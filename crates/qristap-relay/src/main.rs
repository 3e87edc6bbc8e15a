use clap::Parser;
use qristap_relay::RelayServer;
use std::process::ExitCode;

const DEFAULT_VOTE_ENDPOINT: &str =
    "https://voteqrisbali.com/event/vote-donasi-buleleng-festival/vote/0198c29e-61f9-735d-a528-4f120a5fcc6a";

#[derive(Parser)]
#[command(name = "qristap-relay")]
#[command(author, version, about, long_about = None)]
#[command(about = "Serve the upstream payment code as a scannable QR page")]
struct Cli {
    /// Listen port
    #[arg(short, long, default_value_t = 8080)]
    port: u16,

    /// Upstream vote endpoint receiving the POST
    #[arg(long, default_value = DEFAULT_VOTE_ENDPOINT)]
    endpoint: String,

    /// Enable verbose logging
    #[arg(short, long)]
    verbose: bool,
}

#[tokio::main]
async fn main() -> ExitCode {
    let cli = Cli::parse();
    init_logging(cli.verbose);

    match RelayServer::new(cli.port, cli.endpoint).serve().await {
        Ok(()) => ExitCode::SUCCESS,
        Err(e) => {
            tracing::error!("fatal: {e}");
            ExitCode::FAILURE
        }
    }
}

fn init_logging(verbose: bool) {
    use tracing_subscriber::EnvFilter;

    let filter = if verbose {
        EnvFilter::new("qristap_relay=debug")
    } else {
        EnvFilter::new("qristap_relay=info")
    };

    tracing_subscriber::fmt()
        .with_env_filter(filter)
        .with_target(false)
        .with_writer(std::io::stderr)
        .init();
}
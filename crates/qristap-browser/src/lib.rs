pub mod error;
pub mod launch;
pub mod locate;
pub mod session;

pub use error::{Error, Result};
pub use locate::{LocateStrategy, VoteEventLocator};
pub use session::{BrowserAutomationSession, QrCapture};
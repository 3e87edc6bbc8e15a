use thiserror::Error;

#[derive(Error, Debug)]
pub enum Error {
    #[error("device {index} not available ({connected} connected)")]
    DeviceUnavailable { index: usize, connected: usize },

    #[error("transfer failed: {0}")]
    Transfer(String),

    #[error("device command failed: {0}")]
    Command(String),

    #[error("device bridge unavailable: {0}")]
    Bridge(String),
}

pub type Result<T> = std::result::Result<T, Error>;
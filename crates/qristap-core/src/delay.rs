use std::time::Duration;

/// Blind timing pause between actions.
///
/// The device exposes no handshake for "the UI finished rendering", so every
/// pause in the system is an open-loop wait. Routing them through one trait
/// lets tests swap in a zero-latency stand-in and assert ordering without
/// real wall-clock waits.
pub trait Delay: Send + Sync {
    fn hold(&self, duration: Duration);
}

/// Real wall-clock pacing.
pub struct WallClock;

impl Delay for WallClock {
    fn hold(&self, duration: Duration) {
        if duration.is_zero() {
            return;
        }
        tracing::info!("waiting for {:.1}s", duration.as_secs_f64());
        std::thread::sleep(duration);
    }
}

/// Zero-latency stand-in for tests.
pub struct NoDelay;

impl Delay for NoDelay {
    fn hold(&self, _duration: Duration) {}
}

#[cfg(test)]
mod tests {
    use super::*;
    use std::time::Instant;

    #[test]
    fn wall_clock_waits_at_least_the_requested_time() {
        let start = Instant::now();
        WallClock.hold(Duration::from_millis(20));
        assert!(start.elapsed() >= Duration::from_millis(20));
    }

    #[test]
    fn zero_hold_returns_immediately() {
        let start = Instant::now();
        WallClock.hold(Duration::ZERO);
        assert!(start.elapsed() < Duration::from_millis(5));
    }
}
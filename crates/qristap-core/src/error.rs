use thiserror::Error;

#[derive(Error, Debug)]
pub enum Error {
    #[error("failed to read configuration: {0}")]
    Io(#[from] std::io::Error),

    #[error("failed to parse configuration: {0}")]
    Parse(#[from] serde_json::Error),

    #[error("invalid configuration: {0}")]
    InvalidConfig(String),
}

pub type Result<T> = std::result::Result<T, Error>;
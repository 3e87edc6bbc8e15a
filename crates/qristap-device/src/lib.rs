pub mod channel;
pub mod error;
pub mod transport;

pub use channel::DeviceControlChannel;
pub use error::{Error, Result};
pub use transport::{AdbCli, AdbTransport, DEFAULT_BRIDGE_HOST, DEFAULT_BRIDGE_PORT};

* Task instructions:
Whenever a line above has the word "transport" in it, copy that line.

* Solution:
pub mod transport;
pub use transport::{AdbCli, AdbTransport, DEFAULT_BRIDGE_HOST, DEFAULT_BRIDGE_PORT};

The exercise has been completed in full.